Collected data
━━━

#[cfg(test)]
mod tests {
    use std::sync::Arc;
    use std::sync::atomic::{AtomicU32, Ordering};

    use super::*;
    use crate::button::{DEFAULT_ICON_WIDTH, SELECTED_BACKGROUND, UNSELECTED_BACKGROUND};
    use crate::editor::{EditorCommand, TextAlignment};

    #[derive(Default)]
    struct FakeEditor {
        commands: Vec<EditorCommand>,
        active: Vec<ToolbarOption>,
    }

    impl RichEditor for FakeEditor {
        fn remove_format(&mut self) {
            self.commands.push(EditorCommand::RemoveFormat);
        }
        fn undo(&mut self) {
            self.commands.push(EditorCommand::Undo);
        }
        fn redo(&mut self) {
            self.commands.push(EditorCommand::Redo);
        }
        fn toggle_bold(&mut self) {
            self.commands.push(EditorCommand::ToggleBold);
        }
        fn toggle_italic(&mut self) {
            self.commands.push(EditorCommand::ToggleItalic);
        }
        fn toggle_subscript(&mut self) {
            self.commands.push(EditorCommand::ToggleSubscript);
        }
        fn toggle_superscript(&mut self) {
            self.commands.push(EditorCommand::ToggleSuperscript);
        }
        fn toggle_strikethrough(&mut self) {
            self.commands.push(EditorCommand::ToggleStrikethrough);
        }
        fn toggle_underline(&mut self) {
            self.commands.push(EditorCommand::ToggleUnderline);
        }
        fn set_header(&mut self, level: u8) {
            self.commands.push(EditorCommand::SetHeader(level));
        }
        fn indent(&mut self) {
            self.commands.push(EditorCommand::Indent);
        }
        fn outdent(&mut self) {
            self.commands.push(EditorCommand::Outdent);
        }
        fn toggle_ordered_list(&mut self) {
            self.commands.push(EditorCommand::ToggleOrderedList);
        }
        fn toggle_unordered_list(&mut self) {
            self.commands.push(EditorCommand::ToggleUnorderedList);
        }
        fn align(&mut self, alignment: TextAlignment) {
            self.commands.push(EditorCommand::Align(alignment));
        }
        fn active_options(&self) -> Vec<ToolbarOption> {
            self.active.clone()
        }
    }

    struct CountingDelegate {
        escalations: AtomicU32,
    }

    impl ToolbarDelegate for CountingDelegate {
        fn insert_link(&self, _toolbar: &EditorToolbar) {
            self.escalations.fetch_add(1, Ordering::SeqCst);
        }
        fn change_text_color(&self, _toolbar: &EditorToolbar) {
            self.escalations.fetch_add(1, Ordering::SeqCst);
        }
    }

    fn attach_editor(toolbar: &mut EditorToolbar) -> Arc<Mutex<FakeEditor>> {
        let editor = Arc::new(Mutex::new(FakeEditor::default()));
        let handle: Arc<Mutex<dyn RichEditor>> = editor.clone();
        toolbar.set_editor(Arc::downgrade(&handle));
        editor
    }

    #[test]
    fn test_rebuild_yields_one_button_per_option_in_order() {
        let mut toolbar = EditorToolbar::new();
        let options = vec![
            ToolbarOption::Undo,
            ToolbarOption::Bold,
            ToolbarOption::Bold,
            ToolbarOption::InsertLink,
        ];
        toolbar.set_options(options.clone());
        let bound: Vec<_> = toolbar.buttons().map(OptionButton::option).collect();
        assert_eq!(bound, options);
        assert_eq!(toolbar.items().len(), 8);
        assert!(toolbar.items()[1].is_spacer());
    }

    #[test]
    fn test_empty_configuration_is_zero_width() {
        let mut toolbar = EditorToolbar::new().with_visible_width(0.0);
        toolbar.set_options(Vec::new());
        assert_eq!(toolbar.button_count(), 0);
        assert_eq!(toolbar.content_width(), 0.0);
        assert_eq!(toolbar.container_size(), Size::new(ITEM_MARGIN, BAR_HEIGHT));
        assert!(!toolbar.scroll().is_scrollable());
    }

    #[test]
    fn test_narrow_configuration_fills_visible_width() {
        // Two default-width buttons in a 100-unit frame.
        let mut toolbar = EditorToolbar::new().with_visible_width(100.0);
        toolbar.set_options(vec![ToolbarOption::Bold, ToolbarOption::Italic]);
        assert_eq!(toolbar.content_width(), 80.0);
        assert_eq!(toolbar.container_size(), Size::new(112.0, BAR_HEIGHT));
        assert!(!toolbar.scroll().is_scrollable());
    }

    #[test]
    fn test_wide_configuration_overflows_and_scrolls() {
        // Twenty default-width buttons in a 100-unit frame.
        let mut toolbar = EditorToolbar::new().with_visible_width(100.0);
        toolbar.set_options(vec![ToolbarOption::Bold; 20]);
        assert_eq!(toolbar.content_width(), 800.0);
        assert_eq!(toolbar.container_size(), Size::new(812.0, BAR_HEIGHT));
        assert_eq!(toolbar.scroll().content_width(), 800.0);
        assert!(toolbar.scroll().is_scrollable());
        assert_eq!(toolbar.scroll().max_scroll(), 700.0);
    }

    #[test]
    fn test_resize_reruns_layout() {
        let mut toolbar = EditorToolbar::new().with_visible_width(100.0);
        toolbar.set_options(vec![ToolbarOption::Bold; 20]);
        assert!(toolbar.scroll().is_scrollable());
        toolbar.set_visible_width(1000.0);
        assert_eq!(toolbar.container_size().width, 1012.0);
        assert!(!toolbar.scroll().is_scrollable());
    }

    #[test]
    fn test_measured_width_applies_per_button() {
        let mut toolbar = EditorToolbar::new().with_visible_width(100.0);
        toolbar.set_options(vec![ToolbarOption::Undo, ToolbarOption::Redo]);
        toolbar.set_button_measured_width(0, Some(50.0)).unwrap();
        // First button measured, second falls back independently.
        assert_eq!(
            toolbar.content_width(),
            (50.0 + ITEM_MARGIN) + (DEFAULT_ICON_WIDTH + ITEM_MARGIN)
        );
        assert_eq!(
            toolbar.set_button_measured_width(5, Some(10.0)),
            Err(ToolbarError::ButtonIndex { index: 5, count: 2 })
        );
    }

    #[test]
    fn test_selection_synchronization_is_exact() {
        let mut toolbar = EditorToolbar::new();
        toolbar.set_options(vec![
            ToolbarOption::OrderedList,
            ToolbarOption::UnorderedList,
        ]);
        toolbar.update_selected_items(&[ToolbarOption::OrderedList]);

        let ordered = toolbar.button(0).unwrap();
        let unordered = toolbar.button(1).unwrap();
        assert!(ordered.is_selected());
        assert_eq!(ordered.background(), SELECTED_BACKGROUND);
        assert!(!unordered.is_selected());
        assert_eq!(unordered.background(), UNSELECTED_BACKGROUND);

        toolbar.update_selected_items(&[]);
        assert!(toolbar.selected_options().is_empty());
    }

    #[test]
    fn test_duplicate_options_select_together() {
        let mut toolbar = EditorToolbar::new();
        toolbar.set_options(vec![
            ToolbarOption::Bold,
            ToolbarOption::Italic,
            ToolbarOption::Bold,
        ]);
        toolbar.update_selected_items(&[ToolbarOption::Bold]);
        assert_eq!(
            toolbar.selected_options(),
            vec![ToolbarOption::Bold, ToolbarOption::Bold]
        );
    }

    #[test]
    fn test_rebuild_resets_selection() {
        let mut toolbar = EditorToolbar::new();
        toolbar.set_options(vec![ToolbarOption::Bold]);
        toolbar.update_selected_items(&[ToolbarOption::Bold]);
        toolbar.set_options(vec![ToolbarOption::Bold]);
        assert!(toolbar.selected_options().is_empty());
    }

    #[test]
    fn test_sync_from_editor_mirrors_active_options() {
        let mut toolbar = EditorToolbar::new();
        toolbar.set_options(vec![ToolbarOption::Bold, ToolbarOption::Italic]);
        let editor = attach_editor(&mut toolbar);
        editor.lock().active = vec![ToolbarOption::Italic];

        toolbar.sync_from_editor();
        assert_eq!(toolbar.selected_options(), vec![ToolbarOption::Italic]);

        // Dropping the editor leaves the last synchronized state in place.
        drop(editor);
        toolbar.sync_from_editor();
        assert_eq!(toolbar.selected_options(), vec![ToolbarOption::Italic]);
    }

    #[test]
    fn test_tap_dispatches_editor_command() {
        let mut toolbar = EditorToolbar::new();
        toolbar.set_options(vec![ToolbarOption::Bold, ToolbarOption::Header(2)]);
        let editor = attach_editor(&mut toolbar);

        toolbar.tap(0);
        toolbar.tap(1);
        assert_eq!(
            editor.lock().commands,
            vec![EditorCommand::ToggleBold, EditorCommand::SetHeader(2)]
        );
    }

    #[test]
    fn test_tap_escalates_to_delegate() {
        let mut toolbar = EditorToolbar::new();
        toolbar.set_options(vec![ToolbarOption::InsertLink, ToolbarOption::TextColor]);
        let delegate = Arc::new(CountingDelegate {
            escalations: AtomicU32::new(0),
        });
        let handle: Arc<dyn ToolbarDelegate> = delegate.clone();
        toolbar.set_delegate(Arc::downgrade(&handle));

        toolbar.tap(0);
        toolbar.tap(1);
        assert_eq!(delegate.escalations.load(Ordering::SeqCst), 2);
        drop(handle);
    }

    #[test]
    fn test_tap_without_collaborators_is_silent() {
        let mut toolbar = EditorToolbar::new();
        toolbar.set_options(vec![ToolbarOption::Bold, ToolbarOption::InsertImage]);
        // No editor, no delegate. Both taps still trigger the signal.
        let triggers = Arc::new(AtomicU32::new(0));
        let counter = Arc::clone(&triggers);
        toolbar.option_triggered.connect(move |_| {
            counter.fetch_add(1, Ordering::SeqCst);
        });
        toolbar.tap(0);
        toolbar.tap(1);
        assert_eq!(triggers.load(Ordering::SeqCst), 2);
    }

    #[test]
    fn test_tap_after_editor_dropped_is_silent() {
        let mut toolbar = EditorToolbar::new();
        toolbar.set_options(vec![ToolbarOption::Bold]);
        {
            let editor: Arc<Mutex<dyn RichEditor>> =
                Arc::new(Mutex::new(FakeEditor::default()));
            toolbar.set_editor(Arc::downgrade(&editor));
        }
        toolbar.tap(0);
        assert!(toolbar.try_tap(0).is_ok());
    }

    #[test]
    fn test_tap_never_changes_selection() {
        let mut toolbar = EditorToolbar::new();
        toolbar.set_options(vec![ToolbarOption::Bold]);
        let _editor = attach_editor(&mut toolbar);

        toolbar.tap(0);
        assert!(!toolbar.button(0).unwrap().is_selected());

        toolbar.update_selected_items(&[ToolbarOption::Bold]);
        toolbar.tap(0);
        assert!(toolbar.button(0).unwrap().is_selected());
    }

    #[test]
    fn test_tap_emits_exactly_one_trigger() {
        let mut toolbar = EditorToolbar::new();
        toolbar.set_options(vec![ToolbarOption::Undo]);
        let triggered = Arc::new(AtomicU32::new(0));
        let counter = Arc::clone(&triggered);
        toolbar.option_triggered.connect(move |&option| {
            assert_eq!(option, ToolbarOption::Undo);
            counter.fetch_add(1, Ordering::SeqCst);
        });
        toolbar.tap(0);
        assert_eq!(triggered.load(Ordering::SeqCst), 1);
    }

    #[test]
    fn test_out_of_range_tap() {
        let mut toolbar = EditorToolbar::new();
        toolbar.set_options(vec![ToolbarOption::Bold]);
        toolbar.tap(7);
        assert_eq!(
            toolbar.try_tap(7),
            Err(ToolbarError::ButtonIndex { index: 7, count: 1 })
        );
    }
}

━━━

*What to produce*. The word "unwrap" may appear in several lines of the data; count those lines and give only the number.

*Solution below*. 5